Stored data entries
****************

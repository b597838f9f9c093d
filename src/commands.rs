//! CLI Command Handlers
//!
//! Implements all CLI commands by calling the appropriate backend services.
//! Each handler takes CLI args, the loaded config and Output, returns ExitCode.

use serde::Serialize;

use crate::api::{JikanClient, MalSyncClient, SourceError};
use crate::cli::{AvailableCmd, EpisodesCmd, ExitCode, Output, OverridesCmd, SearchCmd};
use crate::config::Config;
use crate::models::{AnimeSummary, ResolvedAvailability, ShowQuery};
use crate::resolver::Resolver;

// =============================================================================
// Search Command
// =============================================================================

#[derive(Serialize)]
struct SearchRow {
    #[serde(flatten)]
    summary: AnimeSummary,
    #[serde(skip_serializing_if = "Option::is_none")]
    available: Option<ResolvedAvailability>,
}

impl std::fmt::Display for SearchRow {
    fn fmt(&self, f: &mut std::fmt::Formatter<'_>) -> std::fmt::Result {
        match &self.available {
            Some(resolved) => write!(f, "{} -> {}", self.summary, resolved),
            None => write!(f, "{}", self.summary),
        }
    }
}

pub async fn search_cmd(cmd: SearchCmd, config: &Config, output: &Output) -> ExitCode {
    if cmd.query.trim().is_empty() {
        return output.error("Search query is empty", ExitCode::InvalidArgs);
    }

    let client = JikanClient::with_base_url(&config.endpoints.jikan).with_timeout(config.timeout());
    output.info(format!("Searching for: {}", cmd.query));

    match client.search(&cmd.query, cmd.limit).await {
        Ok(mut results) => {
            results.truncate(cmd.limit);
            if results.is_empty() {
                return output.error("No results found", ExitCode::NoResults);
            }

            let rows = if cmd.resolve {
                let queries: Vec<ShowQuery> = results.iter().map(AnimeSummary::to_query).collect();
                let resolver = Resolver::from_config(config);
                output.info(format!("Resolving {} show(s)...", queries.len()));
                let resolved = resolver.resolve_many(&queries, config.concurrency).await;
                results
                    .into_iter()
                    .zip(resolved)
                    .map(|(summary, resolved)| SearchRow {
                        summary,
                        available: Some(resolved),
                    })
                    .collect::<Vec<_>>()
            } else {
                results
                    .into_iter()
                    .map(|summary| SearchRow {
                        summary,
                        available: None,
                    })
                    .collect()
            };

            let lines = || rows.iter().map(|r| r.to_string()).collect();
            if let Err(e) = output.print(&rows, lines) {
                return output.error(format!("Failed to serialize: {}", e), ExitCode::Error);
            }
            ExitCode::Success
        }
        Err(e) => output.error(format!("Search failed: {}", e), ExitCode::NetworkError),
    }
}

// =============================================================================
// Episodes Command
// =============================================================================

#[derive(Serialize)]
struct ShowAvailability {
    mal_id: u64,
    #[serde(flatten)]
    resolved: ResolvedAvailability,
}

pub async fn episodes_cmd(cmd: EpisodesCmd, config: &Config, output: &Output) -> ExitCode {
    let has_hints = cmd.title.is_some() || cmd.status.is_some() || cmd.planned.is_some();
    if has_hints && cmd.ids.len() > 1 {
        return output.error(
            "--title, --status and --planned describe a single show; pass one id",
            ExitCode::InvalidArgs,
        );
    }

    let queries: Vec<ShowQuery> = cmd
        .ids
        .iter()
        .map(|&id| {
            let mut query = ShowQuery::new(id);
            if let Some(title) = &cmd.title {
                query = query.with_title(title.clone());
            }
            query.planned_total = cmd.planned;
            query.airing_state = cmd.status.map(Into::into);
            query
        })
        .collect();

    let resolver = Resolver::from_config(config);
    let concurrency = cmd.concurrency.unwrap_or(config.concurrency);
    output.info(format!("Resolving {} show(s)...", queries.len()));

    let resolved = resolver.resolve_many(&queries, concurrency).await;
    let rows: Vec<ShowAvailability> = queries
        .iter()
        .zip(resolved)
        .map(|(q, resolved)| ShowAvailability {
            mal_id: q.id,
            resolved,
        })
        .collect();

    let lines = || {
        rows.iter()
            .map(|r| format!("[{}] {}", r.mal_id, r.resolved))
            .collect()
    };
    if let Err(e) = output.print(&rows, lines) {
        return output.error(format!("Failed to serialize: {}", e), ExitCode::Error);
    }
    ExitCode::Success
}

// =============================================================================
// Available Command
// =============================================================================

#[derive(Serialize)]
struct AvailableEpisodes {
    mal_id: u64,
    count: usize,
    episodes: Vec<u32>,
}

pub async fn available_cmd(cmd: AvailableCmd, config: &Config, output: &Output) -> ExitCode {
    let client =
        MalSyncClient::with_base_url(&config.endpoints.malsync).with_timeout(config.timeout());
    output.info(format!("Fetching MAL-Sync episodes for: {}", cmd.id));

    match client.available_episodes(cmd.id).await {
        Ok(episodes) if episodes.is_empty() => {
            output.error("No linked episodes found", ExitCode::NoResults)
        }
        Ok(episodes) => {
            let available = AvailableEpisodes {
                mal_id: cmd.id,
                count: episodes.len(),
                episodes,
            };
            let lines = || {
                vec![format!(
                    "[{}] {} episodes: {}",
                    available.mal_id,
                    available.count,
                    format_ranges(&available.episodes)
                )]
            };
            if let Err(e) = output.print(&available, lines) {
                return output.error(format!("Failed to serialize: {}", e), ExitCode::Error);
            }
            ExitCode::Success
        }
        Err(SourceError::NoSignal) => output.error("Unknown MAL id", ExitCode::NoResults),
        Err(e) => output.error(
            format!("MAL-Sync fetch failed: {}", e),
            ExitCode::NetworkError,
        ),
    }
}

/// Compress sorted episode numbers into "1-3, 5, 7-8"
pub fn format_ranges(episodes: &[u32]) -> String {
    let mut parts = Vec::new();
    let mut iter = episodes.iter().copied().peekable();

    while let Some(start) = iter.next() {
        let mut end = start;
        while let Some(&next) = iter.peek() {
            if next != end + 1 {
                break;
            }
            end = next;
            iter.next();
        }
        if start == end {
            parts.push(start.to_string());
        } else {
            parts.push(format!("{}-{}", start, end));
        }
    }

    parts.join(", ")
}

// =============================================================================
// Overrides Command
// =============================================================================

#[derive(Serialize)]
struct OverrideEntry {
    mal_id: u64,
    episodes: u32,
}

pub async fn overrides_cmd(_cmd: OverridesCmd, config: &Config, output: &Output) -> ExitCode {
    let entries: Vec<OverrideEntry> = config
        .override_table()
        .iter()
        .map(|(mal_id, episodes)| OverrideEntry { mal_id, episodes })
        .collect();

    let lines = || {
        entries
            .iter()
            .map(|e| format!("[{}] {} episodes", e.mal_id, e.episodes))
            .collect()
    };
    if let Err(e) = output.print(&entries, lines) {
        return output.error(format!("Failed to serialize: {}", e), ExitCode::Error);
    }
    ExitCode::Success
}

****************

**WORK TO BE COMPLETED**:
Copy all lines from the entries that contain the word "crate".

**PROBLEM SOLUTION**:
use crate::api::{JikanClient, MalSyncClient, SourceError};
use crate::cli::{AvailableCmd, EpisodesCmd, ExitCode, Output, OverridesCmd, SearchCmd};
use crate::config::Config;
use crate::models::{AnimeSummary, ResolvedAvailability, ShowQuery};
use crate::resolver::Resolver;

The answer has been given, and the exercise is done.